The training aimed to provide valuable communication techniques for the workplace, effective strategies for managing conflicts professionally, new perspectives on cohesive team building, and solutions for coping with stress in a fast-paced work environment.
ATEC Chief of Staff Karen Taylor decided it was important to host a similar event for ATEC employees at Aberdeen Proving Ground. The training would support the Army's Profession of Arms campaign -- a campaign both Taylor and Command Sgt. Maj. Allen Fritzsching believe is crucial in developing the workforce.
"The Army has a rich body of knowledge for leader development that provides the foundation for leaders to grow and develop others to perform effectively," she said. "This professional development training accomplished this through developing their skills and enhancing the expertise and competence of our leaders and workforce. It further developed them as Army Professionals."
To prepare for the ATEC event, Dr. Victoria Dixon, the ATEC Equal Employment Opportunity director, and Jody Jackson, EEO manager, traveled to Fort Hood, Texas, in May to participate in their annual Professional Development Day. Fort Hood's professional development training has proved so successful that attendance has grown from 30 attendees in its first year in 2004 to 180 attendees this past May -- a number limited only by location.
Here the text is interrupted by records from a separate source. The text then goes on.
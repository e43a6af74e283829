//! Injectable source of "now" and "today".
//!
//! # Invariants
//! - Progress computations never read the wall clock directly; they receive
//!   `today` from a `Clock`.
//! - `today()` is the local calendar day, `now()` a UTC instant.

use chrono::{DateTime, Local, NaiveDate, Utc};

pub trait Clock {
    fn now(&self) -> DateTime<Utc>;
    fn today(&self) -> NaiveDate;
}

/// Wall clock in the process's local timezone.
#[derive(Debug, Clone, Copy, Default)]
pub struct SystemClock;

impl Clock for SystemClock {
    fn now(&self) -> DateTime<Utc> {
        Utc::now()
    }

    fn today(&self) -> NaiveDate {
        Local::now().date_naive()
    }
}

/// Clock pinned to one instant; `today` is the given calendar day.
#[derive(Debug, Clone, Copy)]
pub struct FixedClock {
    now: DateTime<Utc>,
    today: NaiveDate,
}

impl FixedClock {
    pub fn new(now: DateTime<Utc>, today: NaiveDate) -> Self {
        Self { now, today }
    }

    /// Pins the clock to noon UTC on `today`.
    pub fn on(today: NaiveDate) -> Self {
        let now = today
            .and_hms_opt(12, 0, 0)
            .map(|naive| naive.and_utc())
            .unwrap_or_default();
        Self { now, today }
    }
}

impl Clock for FixedClock {
    fn now(&self) -> DateTime<Utc> {
        self.now
    }

    fn today(&self) -> NaiveDate {
        self.today
    }
}

impl<C: Clock + ?Sized> Clock for &C {
    fn now(&self) -> DateTime<Utc> {
        (**self).now()
    }

    fn today(&self) -> NaiveDate {
        (**self).today()
    }
}

impl<C: Clock + ?Sized> Clock for std::sync::Arc<C> {
    fn now(&self) -> DateTime<Utc> {
        (**self).now()
    }

    fn today(&self) -> NaiveDate {
        (**self).today()
    }
}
Along with Maj. Gen. Genaro Dellarocco, commanding general of ATEC, and Taylor, who each gave opening and closing remarks, Rex Thomas and Jose Saucedo, both from the Fort Hood EEO office, were invited as guest speakers. Their speeches ranged from changing workplace culture to redefining new perspectives for a productive and friendly work environment. Chaplain (Col.) David Hillis spoke on coping with stress in the workplace; Dixon presented topics on successful communication, and Jody Jackson spoke on team building and conflict management.
Attendees actively participated in various mini-exercises including one that centered on communication and how we each hear things differently. Sheets of white copy paper were passed around and attendees were instructed to close their eyes and follow the verbal instructions given by the facilitator, such as folding the sheet in half and tearing it in different locations. When everyone opened their eyes, they were astonished to see that no two sheets were exactly the same.
Dixon, the last speaker of the day, spoke at length on how to deal with difficult people and encouraged attendees to address their own personal communication challenges. "Good communication opens doors," said Dixon. "Poor communication closes them."
A sentiment that was felt by Talita Sanders, ATEC budget analyst, after participating with employees she works with on a daily basis.
"It opened the door to dialogue at my particular table about perhaps uncomfortable topics that normally wouldn't be addressed," she said. "That resulted in a small but better understanding about each other."
Overall, the PDD was well received and attendees expressed satisfaction with the training offered.
"This training was well organized, well executed, and a successful event," said Monica Webb, facility manager. "The ATEC family should continue having these 'family meetings' at least once a year."
Webb may just get her wish. Taylor said she would like to offer the training at least twice a year.